« Moi, c’est Karnal ; enfin, c’est comme ça qu’on m’a surnommé. En l’honneur des princes des ruelles, des quartiers et des villes perdues dans l’oubli, et à cause de la ressemblance avec mon vrai prénom. Style et stylo latino ; j’ai toujours eu la passion de la sape et des mots. Loin d’être un saint et pas vraiment un salopard, j’essaye de trouver une voie tant qu’il y a un juste milieu. »
Ce court extrait pour vous mettre tout de suite dans le bain : la collection jeunesse Exprim’, ça n’est pas de la littérature pour profs. Elle sent la rue et le vécu, « privilégie les styles inventifs, pétaradants – l’impact des écritures verbales [pour] des romans urbains nourris de musique, de poésie, de rythmiques slam et hip-hop… De nouvelles voix pour les nouveaux lecteurs. » La nouvelle voix dans ce roman n’est pas tout à fait nouvelle puisque c’est celle d’Hamid Jemaï dit Hamidal Lekter, vingt cinq ans, slameur et réalisateur (clips et courts métrages).
Et le roman… Le héros, Karnal, fils de la rue, un brin violent, gouailleur, plus de verve que de poing cependant. Jusqu’au jour où il est entraîné dans un braquage organisé par ses potes, quasi un truc de pros (« C’est plus les délires du quartier »), comme dans les films américains, dont les références ne manquent pas (Les Affranchis, Scarface, Dirty Harry, Tarantino…) : « Le dosage doit être subtil. Un peu d’trop et c’est les millions en poussière et l’triple meurtre assuré. » Malheureusement tout dérape quand un des quatre décide de tuer les convoyeurs de la Brink’s. Les petits durs de banlieues deviennent de vrais truands, et la spirale s’enclenche. Et le doute dans l’esprit du narrateur : « Un putain d’brouillard dans ma tête. J’ai jamais été un voyou. Comme tout l’monde, j’ai crapulé à gauche à droite ces dernières années, rien d’bien méchant. Ces trois dernières heures ont vite rattrapé le retard de mon casier. On est au stade du grand banditisme. »

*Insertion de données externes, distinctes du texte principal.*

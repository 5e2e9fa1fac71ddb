// Copyright 2026 SynQc Contributors
// SPDX-License-Identifier: Apache-2.0

//! Provider clients.
//!
//! This module provides the [`ProviderClient`] trait, the [`ProviderRegistry`]
//! built from configuration, and the client implementations:
//!
//! - `qiskit::QiskitProviderClient`: bundled simulator or IBM Quantum runtime

pub mod capability;
pub mod normalize;
pub mod qiskit;
pub mod registry;
pub mod r#trait;

pub use capability::Capabilities;
pub use r#trait::{ClientKind, ExperimentPreset, ExperimentResult, ProviderClient};
pub use registry::{load_provider_clients, ProviderRegistry};
// Copyright 2026 SynQc Contributors
// SPDX-License-Identifier: Apache-2.0

//! Configuration management for provider clients.
//!
//! Configuration is loaded from multiple sources with the following priority
//! (later sources override earlier ones):
//!
//! 1. Built-in defaults
//! 2. synqc.yaml file
//! 3. Environment variables (SYNQC_*)
//!
//! Environment lookups go through a caller-supplied function so tests can feed
//! a fixed map instead of touching the process environment.

use serde::{Deserialize, Serialize};
use std::collections::BTreeMap;
use std::env;
use std::fmt;
use std::path::Path;

use crate::error::{Error, Result};

/// Provider identifiers the loader probes in the environment.
pub const KNOWN_PROVIDERS: &[&str] = &[
    "local_simulator",
    "ibm_quantum",
    "ibm_cloud",
    "aws_braket",
    "azure_quantum",
    "ionq",
];

/// Prefix of the plain backend-name variable, followed by the upper-cased provider id.
pub const BACKEND_ENV_PREFIX: &str = "SYNQC_QISKIT_BACKEND_";

/// Prefix of the structured payload variable, followed by the upper-cased provider id.
pub const PAYLOAD_ENV_PREFIX: &str = "SYNQC_PROVIDER_PAYLOAD_";

/// Runtime access token.
pub const RUNTIME_TOKEN_ENV: &str = "SYNQC_QISKIT_RUNTIME_TOKEN";
/// Runtime channel.
pub const RUNTIME_CHANNEL_ENV: &str = "SYNQC_QISKIT_RUNTIME_CHANNEL";
/// Runtime instance (CRN or hub/group/project).
pub const RUNTIME_INSTANCE_ENV: &str = "SYNQC_QISKIT_RUNTIME_INSTANCE";
/// Runtime API base URL override.
pub const RUNTIME_URL_ENV: &str = "SYNQC_QISKIT_RUNTIME_URL";
/// Runtime timeout in seconds.
pub const RUNTIME_TIMEOUT_ENV: &str = "SYNQC_QISKIT_RUNTIME_TIMEOUT_SECS";

/// Main configuration structure.
#[derive(Debug, Clone, Default, Serialize, Deserialize)]
pub struct Config {
    /// Logging settings
    #[serde(default)]
    pub logging: LoggingConfig,

    /// Bundled simulator settings
    #[serde(default)]
    pub simulator: SimulatorConfig,

    /// Remote runtime settings
    #[serde(default)]
    pub runtime: RuntimeConfig,

    /// Per-provider backend selection
    #[serde(default)]
    pub providers: BTreeMap<String, ProviderEntry>,
}

impl Config {
    /// Load configuration from file and environment.
    pub fn load(config_path: Option<&Path>) -> Result<Self> {
        let mut config = Config::default();

        if let Some(path) = config_path {
            if path.exists() {
                let content = std::fs::read_to_string(path)?;
                config = serde_yml::from_str(&content)?;
            }
        } else {
            for path in &["synqc.yaml", "synqc.yml", "/etc/synqc/config.yaml"] {
                let path = Path::new(path);
                if path.exists() {
                    let content = std::fs::read_to_string(path)?;
                    config = serde_yml::from_str(&content)?;
                    break;
                }
            }
        }

        config.apply_env_overrides();

        Ok(config)
    }

    /// Build a configuration from defaults plus the given lookup only.
    pub fn from_lookup<F>(lookup: F) -> Self
    where
        F: Fn(&str) -> Option<String>,
    {
        let mut config = Config::default();
        config.apply_overrides(lookup);
        config
    }

    /// Apply process environment overrides.
    pub fn apply_env_overrides(&mut self) {
        self.apply_overrides(|key| env::var(key).ok());
    }

    /// Apply overrides from an arbitrary key lookup.
    pub fn apply_overrides<F>(&mut self, lookup: F)
    where
        F: Fn(&str) -> Option<String>,
    {
        if let Some(val) = lookup("SYNQC_LOG_LEVEL") {
            self.logging.level = val;
        }
        if let Some(val) = lookup("SYNQC_LOG_FORMAT") {
            self.logging.format = val;
        }
        if let Some(val) = lookup("SYNQC_AER_SEED") {
            if let Ok(seed) = val.trim().parse() {
                self.simulator.seed = Some(seed);
            }
        }
        if let Some(val) = lookup("SYNQC_AER_READOUT_ERROR") {
            if let Ok(p) = val.trim().parse() {
                self.simulator.readout_error = p;
            }
        }

        self.runtime.apply_overrides(&lookup);

        // Known providers plus anything the file already declared.
        let mut ids: Vec<String> = KNOWN_PROVIDERS.iter().map(|s| s.to_string()).collect();
        for id in self.providers.keys() {
            if !ids.contains(id) {
                ids.push(id.clone());
            }
        }

        for id in ids {
            let suffix = id.to_uppercase();
            let backend = non_empty(lookup(&format!("{BACKEND_ENV_PREFIX}{suffix}")));
            let payload = non_empty(lookup(&format!("{PAYLOAD_ENV_PREFIX}{suffix}")));
            if backend.is_none() && payload.is_none() {
                continue;
            }

            let entry = self.providers.entry(id).or_default();
            if let Some(name) = backend {
                entry.backend_name = Some(name);
            }
            if let Some(raw) = payload {
                entry.payload = Some(serde_json::Value::String(raw));
            }
        }
    }

    /// Validate configuration.
    pub fn validate(&self) -> Result<()> {
        self.simulator.validate()?;
        self.runtime.validate()?;
        match self.logging.format.as_str() {
            "pretty" | "json" => {}
            other => {
                return Err(Error::Config(format!(
                    "Unknown log format '{}' (expected 'pretty' or 'json')",
                    other
                )))
            }
        }
        Ok(())
    }
}

/// Backend selection for a single provider.
#[derive(Debug, Clone, Default, PartialEq, Serialize, Deserialize)]
pub struct ProviderEntry {
    /// Plain backend name
    #[serde(default, skip_serializing_if = "Option::is_none")]
    pub backend_name: Option<String>,

    /// Structured payload, either an inline mapping or a JSON string.
    /// Takes precedence over `backend_name` when present.
    #[serde(default, skip_serializing_if = "Option::is_none")]
    pub payload: Option<serde_json::Value>,
}

impl ProviderEntry {
    /// Entry with only a backend name.
    pub fn backend(name: impl Into<String>) -> Self {
        Self {
            backend_name: Some(name.into()),
            payload: None,
        }
    }
}

/// Bundled simulator configuration.
#[derive(Debug, Clone, Serialize, Deserialize)]
pub struct SimulatorConfig {
    /// Fixed RNG seed for reproducible sampling
    #[serde(default)]
    pub seed: Option<u64>,

    /// Symmetric per-bit readout flip probability (0 = noiseless)
    #[serde(default)]
    pub readout_error: f64,

    /// Widest circuit the simulator accepts
    #[serde(default = "default_max_qubits")]
    pub max_qubits: u32,

    /// Maximum shots per run
    #[serde(default = "default_max_shots")]
    pub max_shots: u32,
}

impl Default for SimulatorConfig {
    fn default() -> Self {
        Self {
            seed: None,
            readout_error: 0.0,
            max_qubits: default_max_qubits(),
            max_shots: default_max_shots(),
        }
    }
}

impl SimulatorConfig {
    fn validate(&self) -> Result<()> {
        if !(0.0..0.5).contains(&self.readout_error) {
            return Err(Error::Config(format!(
                "simulator.readout_error must be in [0, 0.5), got {}",
                self.readout_error
            )));
        }
        if self.max_qubits == 0 || self.max_qubits > 24 {
            return Err(Error::Config(format!(
                "simulator.max_qubits must be in 1..=24, got {}",
                self.max_qubits
            )));
        }
        if self.max_shots == 0 {
            return Err(Error::Config("simulator.max_shots cannot be 0".into()));
        }
        Ok(())
    }
}

fn default_max_qubits() -> u32 {
    16
}

fn default_max_shots() -> u32 {
    100_000
}

/// Remote runtime configuration.
///
/// Read once when a client is constructed; later environment changes do not
/// reach clients that already exist.
#[derive(Clone, Serialize, Deserialize)]
pub struct RuntimeConfig {
    /// Access token. Never serialized.
    #[serde(default, skip_serializing)]
    pub token: Option<String>,

    /// Service channel (ibm_quantum, ibm_cloud)
    #[serde(default = "default_channel")]
    pub channel: String,

    /// Instance identifier
    #[serde(default)]
    pub instance: Option<String>,

    /// API base URL override
    #[serde(default)]
    pub url: Option<String>,

    /// Upper bound on one remote run in seconds
    #[serde(default = "default_runtime_timeout")]
    pub timeout_sec: u64,

    /// Delay between job status polls in milliseconds
    #[serde(default = "default_poll_interval_ms")]
    pub poll_interval_ms: u64,
}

Tout ça est très violent et ne s’exprime pas dans une langue châtiée. Mais pour autant, Hamid Jemaï ne se force pas. Si l’intrigue est bien sûr inventée, il est clair qu’elle se nourrit de la vie de l’auteur dans les quartiers. L’autobiographique est perceptible dans les anecdotes, les dialogues, les petits trafics. Il écrit comme il parle au jour le jour, ce qui nous change des auteurs jeunesse qui écrivent sur 9-3 en ayant grandi à Versailles ou au fin fond du Calvados… Le style rappelle le slam ou le rap, ces formes de poésie bien particulières qui puisent dans la réalité et l’expérience personnelle. L’oralité prime chez Jemaï sans pour autant négliger le travail de l’écrivain : il ne s’agit pas là d’un texte de premier jet, mais bien d’un récit structuré dans lequel ne manquent ni les coups de théâtre, ni l’humour. C’est que l’auteur n’écrit pas en vain, il croit sincèrement au pouvoir des mots, comme il le fait dire à son narrateur qui le représente si bien : « J’crois qu’je fais ça pour essayer d’faire changer les choses dans c’triste monde… changer les hommes et les mentalités. » Changer la banlieue ? Dire au moins ce qui fait mal : « Tu évolues dans une ville où la misère est la seule fortunée à la ronde. Avec des boulots de déménageur, de livreur de pizzas ou de manutentionnaire, pour ne pas dire esclave, dans une usine. Et à côté de ça, tu vois tous les jours, à toute heure, chaque seconde, dans les rues, dans ta télé ou sur Internet, toutes ces choses que tu pourrais, pourrais, pourrais posséder […]…Ouais, tu rêves à tout ça en te répétant que toi, pendant ce temps, tu manges la merde […]. Et c’est triste à dire mais, même quand t’es gosse, la conseillère d’orientation ou tes professeurs ont vite fait de te foutre dedans […]. T’es vite placé dans un BEP de merde, où t’es sûr de rien, à part que tu vas pas t’épanouir […]. C’est triste. De faner sans même s’être découvert. »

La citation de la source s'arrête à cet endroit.